Hiroki Nakadoi (中土居宏宜, Nakadoi Hiroki) is a former Japanese singer and actor. He is a former member of the boy band Lead and was their leader until retiring in 2013 to become a hairdresser.

==Biography==
Hiroki Nakadoi was born in Fujiidera, Osaka, Japan on July 26, 1985. He has two brothers, one older and one younger. Throughout his childhood, his parents ran a hair salon from their home in the Hiroshima Prefecture. During his younger years, he was active as a Johnny's Jr. He decided to quit when he began attending CALESS Vocal & Dance School (キャレスボーカル&ダンススクール) in Osaka.

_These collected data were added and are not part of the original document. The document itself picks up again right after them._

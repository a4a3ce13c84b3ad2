//! # Core Engine Module
//!
//! Shared abstractions that the other subsystems depend on. Today that is the
//! unified configuration tree; foundation utilities are re-exported for
//! convenience.

pub mod config;

pub use crate::foundation;

pub use config::{
    ApplicationConfig, CameraConfig, Config, ConfigError, ControlsConfig, DisplayConfig,
    EngineConfig, LightingConfig, MarkerConfig, PerformanceConfig, ProjectionConfig,
};
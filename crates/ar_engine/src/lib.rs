//! # AR Engine
//!
//! Marker-based augmented reality: find a fiducial marker in each camera
//! frame, estimate its pose, and draw a cached 3D model on top of it.
//!
//! ## Features
//!
//! - **Pose Estimation**: homography-based marker pose with lens undistortion
//! - **Asset Caching**: bounded LRU cache of OBJ/MTL models with pinning
//! - **Scene Composition**: projection, pose and user transform in one matrix
//! - **Backend Agnostic**: drawing goes through the [`render::GraphicsBackend`] trait
//! - **Keyboard Control**: scale, offset, lighting and model switching
//!
//! ## Quick Start
//!
//! ```rust,no_run
//! use ar_engine::prelude::*;
//!
//! fn main() -> Result<(), Box<dyn std::error::Error>> {
//!     let config = ApplicationConfig::load_from_file("ar.toml")?;
//!     let intrinsics = CameraIntrinsics::from_config(&config)?;
//!
//!     let collaborators = Collaborators {
//!         frame_source: Box::new(ImageSequenceSource::open("frames")?),
//!         detector: Box::new(ReplayDetector::from_file("frames/detections.ron")?),
//!         geometry_loader: Box::new(ObjLoader::new()),
//!         material_loader: Box::new(MtlLoader::new()),
//!         backend: Box::new(RecordingBackend::headless()),
//!     };
//!
//!     let mut pipeline = ArPipeline::new(&config, intrinsics, collaborators)?;
//!     pipeline.start("fox")?;
//!     let stats = pipeline.run(None)?;
//!     println!("{stats}");
//!     Ok(())
//! }
//! ```

pub mod core;

pub mod assets;
pub mod config;
pub mod foundation;
pub mod input;
pub mod pipeline;
pub mod render;
pub mod scene;
pub mod vision;

pub use pipeline::{ArPipeline, Collaborators, FrameOutcome, FrameStats, PipelineError, PipelineState};

/// Common imports for engine users
pub mod prelude {
    pub use crate::{
        assets::{
            AssetCache, GeometryLoader, MaterialLoader, ModelCatalog, ModelEntry, MtlLoader,
            ObjLoader,
        },
        config::Config,
        core::config::ApplicationConfig,
        foundation::math::{Mat4, Vec3},
        input::{Command, CommandSender, Key, KeyBindings},
        render::{GraphicsBackend, RecordingBackend, RenderError},
        scene::{FinalTransform, TransformCommand, TransformState},
        vision::{
            CameraIntrinsics, FrameSource, ImageSequenceSource, MarkerDetector, MarkerPose,
            ReplayDetector,
        },
        ArPipeline, Collaborators, FrameOutcome, FrameStats, PipelineError, PipelineState,
    };
}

In 2001, Hiroki took part in the Junon Super Boy Contest; however, he landed 24th place and was unable to advance. The following year in 2002, he formed the group "Rhymix" with Shinya Taniuchi and Akira Kagimoto, who had also attended CALESS Vocal & Dance School. In March 2002, the trio began doing live street performances on the streets of Shiroten at Osaka Castle Park. By May 2002, they renamed the group from "Rhymix" to "flow" and began performing by Kyobashi Station. In May, they recruited the winner of the Kyushu/Fukuoka Joint Starlight Audition (九州・沖縄合同スターライトオーディション), Keita Furuya, before changing their name once more to "Lead".

In 2007, Hiroki wrote and composed his first song titled "Kimi ~Sakura~". The song would later be placed on Lead's 2009 single GiraGira Romantic.

During his time with Lead, Hiroki starred in several films and television shows, most notably Pink no Idenshi, where he played the titular character "Taichi Kobayashi" alongside actress Narumi Konno. He would also become a recurring guest on a number of variety shows, including TV Asahi's "More TV!" (もらえるテレビ!). He would also star in musicals alongside his fellow group members. In 2010, he starred as Tsurumi Akihiko in the television drama Tumbling.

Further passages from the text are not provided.